■ Description of the task ■
Copy out all lines of the listing below that hold "async".

**** Data shown

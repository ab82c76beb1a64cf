//! Remote vision-model integration.
//!
//! Provides the [`InferenceClient`] abstraction and an implementation for
//! OpenAI-compatible Chat Completions endpoints.

pub(crate) mod client;
pub(crate) mod openai;

pub use client::{CompletionOptions, InferenceClient};
pub use openai::OpenAiClient;
//! The single-page UI served at `/`.

pub const INDEX_HTML: &str = r##"<!doctype html>
<html lang="en">
<head>
<meta charset="utf-8">
<meta name="viewport" content="width=device-width, initial-scale=1">
<title>Sehat GPT</title>
<style>
  body { font-family: system-ui, sans-serif; max-width: 960px; margin: 2rem auto; padding: 0 1rem; color: #1f2933; }
  h1 { margin-bottom: 0.25rem; }
  .lede { color: #52606d; margin-top: 0; }
  .panes { display: grid; grid-template-columns: 1fr 1fr; gap: 1.5rem; }
  label { display: block; font-weight: 600; margin: 1rem 0 0.35rem; }
  select, textarea, button { width: 100%; font: inherit; }
  textarea { min-height: 22rem; padding: 0.6rem; resize: vertical; }
  button { margin-top: 1rem; padding: 0.6rem; background: #2f855a; color: #fff; border: 0; border-radius: 4px; cursor: pointer; }
  button:disabled { background: #9fb3a8; cursor: wait; }
  #preview { max-width: 100%; max-height: 18rem; margin-top: 0.5rem; display: none; }
  #gallery { display: flex; flex-wrap: wrap; gap: 0.5rem; margin-top: 1.5rem; }
  #gallery img { width: 72px; height: 72px; object-fit: cover; cursor: pointer; border-radius: 4px; border: 1px solid #cbd2d9; }
  @media (max-width: 720px) { .panes { grid-template-columns: 1fr; } }
</style>
</head>
<body>
<h1>Sehat GPT</h1>
<p class="lede">Your AI nutritionist. Upload a picture of a product label, food item, or menu
for a plain-language nutrition summary. Calorie figures are generic estimates and may vary.</p>

<div class="panes">
  <form id="form">
    <label for="image">Upload a picture of a product label, food item, or menu</label>
    <input id="image" name="image" type="file" accept="image/*">
    <img id="preview" alt="">
    <label for="model">Select Model</label>
    <select id="model" name="model"></select>
    <button id="submit" type="submit">Analyze</button>
  </form>
  <div>
    <label for="output">Analysis</label>
    <textarea id="output" readonly></textarea>
  </div>
</div>

<div id="gallery"></div>

<script>
const form = document.getElementById("form");
const fileInput = document.getElementById("image");
const preview = document.getElementById("preview");
const modelSelect = document.getElementById("model");
const output = document.getElementById("output");
const submit = document.getElementById("submit");
let defaultModel = "";

fileInput.addEventListener("change", () => {
  const file = fileInput.files[0];
  if (file) {
    preview.src = URL.createObjectURL(file);
    preview.style.display = "block";
  } else {
    preview.style.display = "none";
  }
});

async function send(file, model) {
  const body = new FormData();
  if (file) body.append("image", file);
  body.append("model", model);
  submit.disabled = true;
  output.value = "Analyzing...";
  try {
    const resp = await fetch("/api/analyze", { method: "POST", body });
    const data = await resp.json();
    output.value = resp.ok ? data.text : "Error: " + data.error;
  } catch (err) {
    output.value = "Error: " + err;
  } finally {
    submit.disabled = false;
  }
}

form.addEventListener("submit", (event) => {
  event.preventDefault();
  send(fileInput.files[0], modelSelect.value);
});

async function loadModels() {
  const data = await (await fetch("/api/models")).json();
  defaultModel = data.default;
  for (const model of data.models) {
    const option = document.createElement("option");
    option.value = model;
    option.textContent = model;
    option.selected = model === data.default;
    modelSelect.appendChild(option);
  }
}

async function loadExamples() {
  const data = await (await fetch("/api/examples")).json();
  const gallery = document.getElementById("gallery");
  for (const name of data.examples) {
    const url = "/examples/" + encodeURIComponent(name);
    const img = document.createElement("img");
    img.src = url;
    img.alt = name;
    img.title = name;
    img.addEventListener("click", async () => {
      const blob = await (await fetch(url)).blob();
      preview.src = url;
      preview.style.display = "block";
      modelSelect.value = defaultModel;
      send(new File([blob], name, { type: blob.type }), defaultModel);
    });
    gallery.appendChild(img);
  }
}

loadModels().then(loadExamples);
</script>
</body>
</html>
"##;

********

■ Solution to this task ■
async function send(file, model) {
async function loadModels() {
async function loadExamples() {
    img.addEventListener("click", async () => {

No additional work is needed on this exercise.